A México le urge un Senado que debata con altura, que se ocupe de los problemas que realmente importan: seguridad, economía, justicia, educación. Pero en lugar de eso, tenemos legisladores que prefieren el espectáculo. Que se preocupan más por la foto, el video viral, la frase insultante, que por la construcción de leyes que mejoren la vida de los ciudadanos.
Quizá la única forma de recuperar un poco de prestigio sería que personajes como Alito Moreno, Gerardo Fernández Noroña y Adán Augusto López se fueran a empujar a otro lado. Sus aportaciones al trabajo legislativo son nulas; en cambio, su talento para la pendencia es notable. Nadie los extrañaría si mañana abandonaran la política. Tal vez, incluso, el país agradecería el silencio.
Lo triste es que esto no ocurrirá. Seguirán ahí, aferrados a sus espacios de poder, convencidos de que la política se ejerce a gritos y manotazos. Y mientras tanto, los ciudadanos seguiremos atrapados en este circo vergonzoso, pagando el espectáculo con nuestros impuestos, observando cómo quienes deberían representarnos se degradan a sí mismos.

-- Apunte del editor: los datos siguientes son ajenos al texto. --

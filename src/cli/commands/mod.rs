//! CLI command implementations
//!
//! This module contains all CLI command implementations and the exit code
//! mapping they share.

pub mod compile;
pub mod init;
pub mod validate;

use crate::core::CompileReport;
use crate::domain::DbmonError;

/// Every entry compiled (or there were none)
pub const EXIT_SUCCESS: i32 = 0;
/// Some entries compiled, some were rejected
pub const EXIT_PARTIAL: i32 = 1;
/// Configuration or document error
pub const EXIT_CONFIG: i32 = 2;
/// Nothing compiled and at least one entry was rejected
pub const EXIT_ALL_REJECTED: i32 = 3;
/// Fatal error (I/O, serialization)
pub const EXIT_FATAL: i32 = 5;

/// Maps a compile outcome to a process exit code
pub fn report_exit_code(report: &CompileReport) -> i32 {
    if report.is_complete() {
        EXIT_SUCCESS
    } else if report.is_partial() {
        EXIT_PARTIAL
    } else {
        EXIT_ALL_REJECTED
    }
}

/// Maps a fatal error to a process exit code
pub fn error_exit_code(error: &DbmonError) -> i32 {
    match error {
        DbmonError::Configuration(_) | DbmonError::Document(_) | DbmonError::Validation(_) => {
            EXIT_CONFIG
        }
        DbmonError::Io(_) | DbmonError::Serialization(_) | DbmonError::Other(_) => EXIT_FATAL,
    }
}

#[cfg(test)]
mod tests {
    use super::*;
    use crate::core::SchemaMode;
    use crate::domain::{Engine, EntryError, EntryRef, RejectedEntry};

    fn rejected() -> RejectedEntry {
        RejectedEntry::new(
            EntryRef::new(Engine::Mysql, 0, None),
            EntryError::Resolution("no host".to_string()),
        )
    }

    #[test]
    fn test_report_exit_codes() {
        let mut report = CompileReport::new(SchemaMode::Legacy);
        assert_eq!(report_exit_code(&report), EXIT_SUCCESS);

        report.rejected.push(rejected());
        assert_eq!(report_exit_code(&report), EXIT_ALL_REJECTED);
    }

    #[test]
    fn test_error_exit_codes() {
        assert_eq!(
            error_exit_code(&DbmonError::Document("x".into())),
            EXIT_CONFIG
        );
        assert_eq!(
            error_exit_code(&DbmonError::Configuration("x".into())),
            EXIT_CONFIG
        );
        assert_eq!(error_exit_code(&DbmonError::Io("x".into())), EXIT_FATAL);
    }
}
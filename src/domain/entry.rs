//! Closed variant sets describing a database entry
//!
//! Inventories are loosely typed, so the raw entry stays a JSON object and is
//! read through the field resolver. The discriminators that drive branching
//! (engine, provider, password source) are parsed into the enums below so the
//! compiler can match on them exhaustively.

use serde::{Deserialize, Serialize};
use std::fmt;
use std::str::FromStr;

/// Database engine of an entry
///
/// Fixed by the inventory list the entry appears in.
#[derive(Debug, Clone, Copy, PartialEq, Eq, Hash, PartialOrd, Ord, Serialize, Deserialize)]
#[serde(rename_all = "lowercase")]
pub enum Engine {
    /// MySQL / MariaDB
    Mysql,
    /// PostgreSQL
    Postgresql,
}

impl Engine {
    /// All engines in output order
    pub const ALL: [Engine; 2] = [Engine::Mysql, Engine::Postgresql];

    /// Top-level document key holding entries of this engine
    pub fn list_key(self) -> &'static str {
        match self {
            Engine::Mysql => "mysql_databases",
            Engine::Postgresql => "postgresql_databases",
        }
    }

    /// Canonical lowercase name, used for the `database_type` label
    pub fn as_str(self) -> &'static str {
        match self {
            Engine::Mysql => "mysql",
            Engine::Postgresql => "postgresql",
        }
    }

    /// Name of the monitoring agent integration for this engine
    pub fn integration_name(self) -> &'static str {
        match self {
            Engine::Mysql => "nri-mysql",
            Engine::Postgresql => "nri-postgresql",
        }
    }

    /// Inventory source reported by the agent
    pub fn inventory_source(self) -> &'static str {
        match self {
            Engine::Mysql => "config/mysql",
            Engine::Postgresql => "config/postgresql",
        }
    }
}

impl fmt::Display for Engine {
    fn fmt(&self, f: &mut fmt::Formatter<'_>) -> fmt::Result {
        f.write_str(self.as_str())
    }
}

impl FromStr for Engine {
    type Err = String;

    fn from_str(s: &str) -> Result<Self, Self::Err> {
        match s.trim().to_lowercase().as_str() {
            "mysql" => Ok(Engine::Mysql),
            "postgresql" | "postgres" => Ok(Engine::Postgresql),
            other => Err(format!(
                "Invalid database type '{other}'. Must be one of: mysql, postgresql"
            )),
        }
    }
}

/// Hosting model of a database target
#[derive(Debug, Clone, Copy, PartialEq, Eq, Hash, Default, Serialize, Deserialize)]
#[serde(rename_all = "lowercase")]
pub enum Provider {
    /// Self-managed host (bare metal, EC2, container)
    #[default]
    Standalone,
    /// Amazon RDS instance
    Rds,
    /// Amazon Aurora cluster
    Aurora,
}

impl Provider {
    /// Canonical lowercase name, used for labels and `METRICS_SOURCE`
    pub fn as_str(self) -> &'static str {
        match self {
            Provider::Standalone => "standalone",
            Provider::Rds => "rds",
            Provider::Aurora => "aurora",
        }
    }

    /// Whether the database is managed by AWS
    pub fn is_managed(self) -> bool {
        matches!(self, Provider::Rds | Provider::Aurora)
    }
}

impl fmt::Display for Provider {
    fn fmt(&self, f: &mut fmt::Formatter<'_>) -> fmt::Result {
        f.write_str(self.as_str())
    }
}

impl FromStr for Provider {
    type Err = String;

    fn from_str(s: &str) -> Result<Self, Self::Err> {
        match s.trim().to_lowercase().as_str() {
            "standalone" | "container" | "ec2" => Ok(Provider::Standalone),
            "rds" => Ok(Provider::Rds),
            "aurora" => Ok(Provider::Aurora),
            other => Err(format!(
                "Invalid provider '{other}'. Must be one of: standalone, rds, aurora"
            )),
        }
    }
}

/// Mechanism by which the agent acquires the database password at runtime
#[derive(Debug, Clone, Copy, PartialEq, Eq, Default)]
pub enum PasswordSource {
    /// Literal password in the inventory
    #[default]
    PlainText,
    /// Environment variable on the agent host
    EnvVar,
    /// AWS Secrets Manager secret
    SecretsManager,
    /// AWS SSM Parameter Store parameter
    SsmParameter,
}

impl FromStr for PasswordSource {
    type Err = String;

    fn from_str(s: &str) -> Result<Self, Self::Err> {
        match s.trim() {
            "plaintext" | "plain" => Ok(PasswordSource::PlainText),
            "env_var" => Ok(PasswordSource::EnvVar),
            "aws_secrets_manager" => Ok(PasswordSource::SecretsManager),
            "aws_ssm_parameter" => Ok(PasswordSource::SsmParameter),
            other => Err(format!(
                "Invalid password_source '{other}'. Must be one of: plaintext, env_var, aws_secrets_manager, aws_ssm_parameter"
            )),
        }
    }
}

Porque al final, este episodio no es un accidente: es el reflejo fiel de la política mexicana de hoy. Una política que ha perdido la clase y la sustancia, que ha dejado de pensar en la nación y se complace en el escándalo. Una política donde, efectivamente, tenemos a los pendencieros de grandes ligas, pero no a los legisladores que el país necesita.